Segment Open
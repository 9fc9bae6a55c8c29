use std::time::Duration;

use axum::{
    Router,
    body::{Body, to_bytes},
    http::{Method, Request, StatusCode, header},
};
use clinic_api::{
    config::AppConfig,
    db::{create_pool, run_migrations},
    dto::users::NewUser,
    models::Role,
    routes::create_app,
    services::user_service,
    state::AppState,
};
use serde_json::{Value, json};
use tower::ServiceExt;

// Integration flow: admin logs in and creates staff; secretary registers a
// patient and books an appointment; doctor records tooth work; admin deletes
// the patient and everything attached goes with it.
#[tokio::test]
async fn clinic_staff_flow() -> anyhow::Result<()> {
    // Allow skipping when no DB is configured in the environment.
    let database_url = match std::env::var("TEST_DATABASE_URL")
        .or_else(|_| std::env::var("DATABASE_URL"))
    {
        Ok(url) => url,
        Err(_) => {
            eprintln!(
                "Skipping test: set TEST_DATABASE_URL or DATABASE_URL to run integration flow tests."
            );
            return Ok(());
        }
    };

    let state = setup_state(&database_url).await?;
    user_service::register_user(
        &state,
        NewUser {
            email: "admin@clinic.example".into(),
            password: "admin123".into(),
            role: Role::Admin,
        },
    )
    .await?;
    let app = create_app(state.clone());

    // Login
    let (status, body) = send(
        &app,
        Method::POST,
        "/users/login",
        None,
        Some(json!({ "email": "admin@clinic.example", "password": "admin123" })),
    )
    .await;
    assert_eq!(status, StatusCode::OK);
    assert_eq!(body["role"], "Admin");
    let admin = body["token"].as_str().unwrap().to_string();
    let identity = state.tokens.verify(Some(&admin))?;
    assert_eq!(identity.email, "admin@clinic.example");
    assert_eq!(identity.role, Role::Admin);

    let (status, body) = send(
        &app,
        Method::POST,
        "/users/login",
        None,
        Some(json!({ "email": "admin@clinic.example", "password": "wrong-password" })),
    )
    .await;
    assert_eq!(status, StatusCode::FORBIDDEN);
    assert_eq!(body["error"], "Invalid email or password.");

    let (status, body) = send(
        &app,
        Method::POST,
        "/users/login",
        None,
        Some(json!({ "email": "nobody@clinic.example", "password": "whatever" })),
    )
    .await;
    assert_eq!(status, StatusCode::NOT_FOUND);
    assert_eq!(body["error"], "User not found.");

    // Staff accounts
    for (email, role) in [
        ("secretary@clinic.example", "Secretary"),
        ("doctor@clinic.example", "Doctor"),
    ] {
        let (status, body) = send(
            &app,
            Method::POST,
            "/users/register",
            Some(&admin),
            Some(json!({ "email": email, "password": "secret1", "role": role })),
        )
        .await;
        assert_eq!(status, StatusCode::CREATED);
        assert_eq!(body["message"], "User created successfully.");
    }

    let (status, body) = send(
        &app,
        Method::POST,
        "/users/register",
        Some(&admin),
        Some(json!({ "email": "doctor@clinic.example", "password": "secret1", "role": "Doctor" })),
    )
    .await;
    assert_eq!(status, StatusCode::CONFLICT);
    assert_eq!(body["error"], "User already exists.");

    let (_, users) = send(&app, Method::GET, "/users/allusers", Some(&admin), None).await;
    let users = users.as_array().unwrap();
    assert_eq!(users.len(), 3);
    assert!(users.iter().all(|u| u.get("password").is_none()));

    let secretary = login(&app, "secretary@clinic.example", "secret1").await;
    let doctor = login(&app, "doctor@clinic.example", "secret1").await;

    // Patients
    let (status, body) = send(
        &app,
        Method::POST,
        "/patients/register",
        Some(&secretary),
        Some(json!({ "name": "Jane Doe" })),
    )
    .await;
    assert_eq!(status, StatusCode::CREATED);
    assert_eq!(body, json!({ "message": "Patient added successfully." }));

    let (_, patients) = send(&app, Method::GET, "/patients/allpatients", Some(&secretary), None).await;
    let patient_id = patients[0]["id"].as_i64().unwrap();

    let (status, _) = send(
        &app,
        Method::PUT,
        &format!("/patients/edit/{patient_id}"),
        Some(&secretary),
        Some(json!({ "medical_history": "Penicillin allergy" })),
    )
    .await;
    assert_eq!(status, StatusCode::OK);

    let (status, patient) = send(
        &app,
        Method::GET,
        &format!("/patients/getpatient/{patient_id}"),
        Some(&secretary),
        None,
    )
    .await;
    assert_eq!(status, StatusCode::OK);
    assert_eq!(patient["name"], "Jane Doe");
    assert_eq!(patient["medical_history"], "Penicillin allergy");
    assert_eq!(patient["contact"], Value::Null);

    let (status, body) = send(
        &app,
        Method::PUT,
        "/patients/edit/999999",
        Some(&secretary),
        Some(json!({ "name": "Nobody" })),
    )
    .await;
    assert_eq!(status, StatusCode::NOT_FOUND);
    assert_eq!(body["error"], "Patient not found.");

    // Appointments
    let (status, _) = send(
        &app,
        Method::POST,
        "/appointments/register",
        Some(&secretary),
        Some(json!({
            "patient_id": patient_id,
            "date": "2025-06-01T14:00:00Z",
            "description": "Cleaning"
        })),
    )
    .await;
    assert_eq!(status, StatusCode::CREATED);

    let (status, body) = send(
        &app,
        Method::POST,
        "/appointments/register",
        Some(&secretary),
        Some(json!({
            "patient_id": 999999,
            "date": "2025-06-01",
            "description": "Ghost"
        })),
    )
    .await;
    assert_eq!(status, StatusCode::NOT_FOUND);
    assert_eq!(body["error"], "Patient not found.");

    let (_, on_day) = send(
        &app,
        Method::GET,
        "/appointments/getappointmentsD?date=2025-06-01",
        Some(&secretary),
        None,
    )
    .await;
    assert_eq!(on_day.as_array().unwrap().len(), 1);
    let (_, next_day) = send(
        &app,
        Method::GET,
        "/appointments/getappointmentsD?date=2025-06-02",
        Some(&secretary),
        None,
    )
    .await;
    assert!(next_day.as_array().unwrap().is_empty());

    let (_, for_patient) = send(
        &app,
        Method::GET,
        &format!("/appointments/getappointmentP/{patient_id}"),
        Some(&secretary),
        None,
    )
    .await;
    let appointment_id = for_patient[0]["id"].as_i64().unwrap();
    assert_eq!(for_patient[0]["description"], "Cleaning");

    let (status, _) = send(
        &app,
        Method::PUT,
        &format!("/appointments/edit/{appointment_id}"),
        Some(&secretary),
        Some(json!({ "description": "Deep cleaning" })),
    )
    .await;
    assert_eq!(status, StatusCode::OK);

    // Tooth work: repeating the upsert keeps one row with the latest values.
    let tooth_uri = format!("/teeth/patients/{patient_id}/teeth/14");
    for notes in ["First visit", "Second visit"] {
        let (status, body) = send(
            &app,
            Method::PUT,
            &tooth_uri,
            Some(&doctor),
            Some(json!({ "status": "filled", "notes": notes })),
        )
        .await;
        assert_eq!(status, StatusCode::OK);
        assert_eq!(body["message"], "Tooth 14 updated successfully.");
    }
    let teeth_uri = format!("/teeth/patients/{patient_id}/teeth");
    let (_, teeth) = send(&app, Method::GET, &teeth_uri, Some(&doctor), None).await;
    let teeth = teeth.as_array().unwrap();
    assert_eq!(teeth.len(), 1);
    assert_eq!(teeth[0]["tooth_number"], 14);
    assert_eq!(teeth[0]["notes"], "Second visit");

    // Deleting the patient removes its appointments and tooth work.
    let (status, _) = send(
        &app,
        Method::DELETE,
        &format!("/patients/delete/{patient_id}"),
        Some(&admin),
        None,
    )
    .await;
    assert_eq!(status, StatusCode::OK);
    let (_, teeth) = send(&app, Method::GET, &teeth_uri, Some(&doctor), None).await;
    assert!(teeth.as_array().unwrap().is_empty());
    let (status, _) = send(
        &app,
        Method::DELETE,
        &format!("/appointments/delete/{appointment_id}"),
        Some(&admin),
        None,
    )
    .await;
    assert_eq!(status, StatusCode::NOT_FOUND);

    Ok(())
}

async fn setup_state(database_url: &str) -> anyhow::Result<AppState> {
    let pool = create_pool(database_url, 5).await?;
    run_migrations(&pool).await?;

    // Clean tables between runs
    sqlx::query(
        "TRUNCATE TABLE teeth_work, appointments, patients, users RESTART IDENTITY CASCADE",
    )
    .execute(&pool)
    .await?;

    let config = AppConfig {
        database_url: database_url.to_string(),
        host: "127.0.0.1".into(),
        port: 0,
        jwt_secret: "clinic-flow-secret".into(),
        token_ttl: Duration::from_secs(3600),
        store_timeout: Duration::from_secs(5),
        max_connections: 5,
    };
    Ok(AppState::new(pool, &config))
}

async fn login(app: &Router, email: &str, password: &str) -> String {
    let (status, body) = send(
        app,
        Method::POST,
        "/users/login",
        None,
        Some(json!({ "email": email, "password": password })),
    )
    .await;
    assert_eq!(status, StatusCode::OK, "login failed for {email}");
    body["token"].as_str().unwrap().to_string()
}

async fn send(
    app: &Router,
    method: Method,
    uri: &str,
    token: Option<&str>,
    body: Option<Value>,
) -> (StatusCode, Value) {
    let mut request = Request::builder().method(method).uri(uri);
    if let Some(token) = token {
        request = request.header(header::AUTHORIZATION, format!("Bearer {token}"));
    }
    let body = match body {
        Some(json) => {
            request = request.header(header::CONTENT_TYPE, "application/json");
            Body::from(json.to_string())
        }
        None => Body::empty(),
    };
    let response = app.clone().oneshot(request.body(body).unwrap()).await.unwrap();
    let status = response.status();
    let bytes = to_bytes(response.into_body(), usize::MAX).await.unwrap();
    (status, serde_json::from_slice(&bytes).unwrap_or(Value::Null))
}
Segment Closed
On how many lines of the data does "name" appear? Give only that number.

— Finished exercise —
3